I honestly expected this to be a short twitter rant but it effectively became a blog post I wrote nearly on autopilot. Twitter isn’t really the best place for such things, but I actually was happy with how it turned out, as well as with the positive response it received, so, for the sake of reader convenience, below you can find an adapted and clarified version of my rant.

Now that I’ve read A-Force I went back and read the New Yorker article. I’m less knee-jerk about it but possibly more upset.

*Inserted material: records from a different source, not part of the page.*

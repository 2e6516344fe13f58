use crate::config::TrackerConfig;
use crate::dashboard::DashboardMirror;
use crate::ledger::LedgerStore;
use crate::locator::ArtifactLocator;
use crate::models::{company_and_position, LedgerRow, Stage, MANUAL_ENTRY};
use crate::Result;
use anyhow::{anyhow, bail};
use clap::Args;
use colored::Colorize;
use dialoguer::Input;

#[derive(Args, Debug, Clone)]
pub struct AddArgs {
    /// Artifact label or file name (e.g. `acme-swe`); omit for a manual entry
    pub label: Option<String>,

    /// Company name (derived from the label when omitted)
    #[arg(long)]
    pub company: Option<String>,

    /// Position title (derived from the label when omitted)
    #[arg(long)]
    pub position: Option<String>,

    /// Stage to record the application in
    #[arg(long, default_value = "ready")]
    pub stage: Stage,

    #[arg(long)]
    pub notes: Option<String>,

    /// Prompt for anything not given on the command line
    #[arg(short, long)]
    pub interactive: bool,
}

pub fn run(config: &TrackerConfig, args: AddArgs) -> Result<()> {
    let row = build_row(config, args)?;
    LedgerStore::new(config).append(&row)?;

    println!(
        "{}",
        format!(
            "✅ Added {} - {} ({} {})",
            row.company,
            row.position,
            row.stage.emoji(),
            row.stage
        )
        .green()
    );

    if let Err(e) = DashboardMirror::new(config).sync() {
        println!("{}", format!("⚠️  Dashboard not updated: {}", e).yellow());
    }
    Ok(())
}

/// Build the row to append, refusing an identity the ledger already tracks
pub fn build_row(config: &TrackerConfig, args: AddArgs) -> Result<LedgerRow> {
    let locator = ArtifactLocator::new(config);

    let identity = match args.label.as_deref() {
        Some(label) => Some(
            locator
                .identity_for_reference(label)
                .ok_or_else(|| anyhow!("Invalid artifact label: '{}'", label))?,
        ),
        None => None,
    };

    if let Some(identity) = &identity {
        let ledger = LedgerStore::new(config).load_or_empty()?;
        if !ledger.find(identity, &config.file_prefix).is_empty() {
            bail!(
                "'{}' is already tracked; use `jobtrack mark {} <stage>` to move it",
                identity,
                identity
            );
        }
    }

    let (derived_company, derived_position) = identity
        .as_deref()
        .map(company_and_position)
        .unwrap_or_default();
    let company = resolve_field(args.company, derived_company, "Company", args.interactive)?;
    let position = resolve_field(args.position, derived_position, "Position", args.interactive)?;

    let notes = match args.notes {
        Some(notes) => notes,
        None if args.interactive => Input::<String>::new()
            .with_prompt("Notes (optional)")
            .allow_empty(true)
            .interact_text()?,
        None => String::new(),
    };

    let row = match identity {
        Some(identity) => LedgerRow::new(
            company,
            position,
            locator.relative_path(&identity, args.stage),
            args.stage,
        ),
        None => LedgerRow::new(company, position, MANUAL_ENTRY, args.stage).with_source(MANUAL_ENTRY),
    };
    Ok(row.with_notes(notes))
}

/// Explicit value, else a prompt (interactive), else the derived value
fn resolve_field(
    explicit: Option<String>,
    derived: String,
    prompt: &str,
    interactive: bool,
) -> Result<String> {
    let value = match explicit {
        Some(value) => value,
        None if interactive => {
            let mut input = Input::<String>::new().with_prompt(prompt);
            if !derived.is_empty() {
                input = input.default(derived);
            }
            input.interact_text()?
        }
        None => derived,
    };

    let value = value.trim().to_string();
    if value.is_empty() {
        bail!("{} is required for a manual entry", prompt);
    }
    Ok(value)
}

#[cfg(test)]
mod tests {
    use super::*;
    use std::fs;
    use tempfile::TempDir;

    fn args(label: Option<&str>) -> AddArgs {
        AddArgs {
            label: label.map(String::from),
            company: None,
            position: None,
            stage: Stage::Ready,
            notes: None,
            interactive: false,
        }
    }

    #[test]
    fn test_row_from_label() {
        let temp = TempDir::new().unwrap();
        let config = TrackerConfig::with_root(temp.path());

        let row = build_row(&config, args(Some("Acme SWE"))).unwrap();
        assert_eq!(row.company, "Acme");
        assert_eq!(row.position, "Swe");
        assert_eq!(row.document_path, "Resume/To_Apply/resume_acme-swe.pdf");
        assert_eq!(row.stage, Stage::Ready);
    }

    #[test]
    fn test_manual_entry_requires_company() {
        let temp = TempDir::new().unwrap();
        let config = TrackerConfig::with_root(temp.path());
        assert!(build_row(&config, args(None)).is_err());

        let mut manual = args(None);
        manual.company = Some("Globex".into());
        manual.position = Some("Data Engineer".into());
        manual.stage = Stage::Applied;
        let row = build_row(&config, manual).unwrap();
        assert_eq!(row.document_path, MANUAL_ENTRY);
        assert_eq!(row.source_path, MANUAL_ENTRY);
    }

    #[test]
    fn test_refuses_tracked_identity() {
        let temp = TempDir::new().unwrap();
        let config = TrackerConfig::with_root(temp.path());
        fs::write(
            config.ledger_path(),
            "Date,Time,Company,Position,HTML_Path,PDF_Path,Status,Notes\n\
             ,,Acme,Swe,,Resume/To_Apply/resume_acme-swe.pdf,Ready,\n",
        )
        .unwrap();

        let err = build_row(&config, args(Some("resume_acme-swe.pdf"))).unwrap_err();
        assert!(err.to_string().contains("already tracked"));
    }
}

The basic premise of the article seems to be that A-Force’s characters “all look like porn stars.” Lepore said she doesn’t read many comics, perhaps more than she realized, but that sounds like someone who doesn’t watch much porn either (I don’t know which medium should be more offended). Then again maybe she does, as the body-types in A-Force actually kind of do reflect the diversity of shapes in porn. The characters are all fairly skinny, if differently so, and either have C-cups or larger or try to hide that they don’t. And just for the sake of clarity, that’s just mainstream porn. Like mainstream enough that adults should just be aware of it via cultural osmosis.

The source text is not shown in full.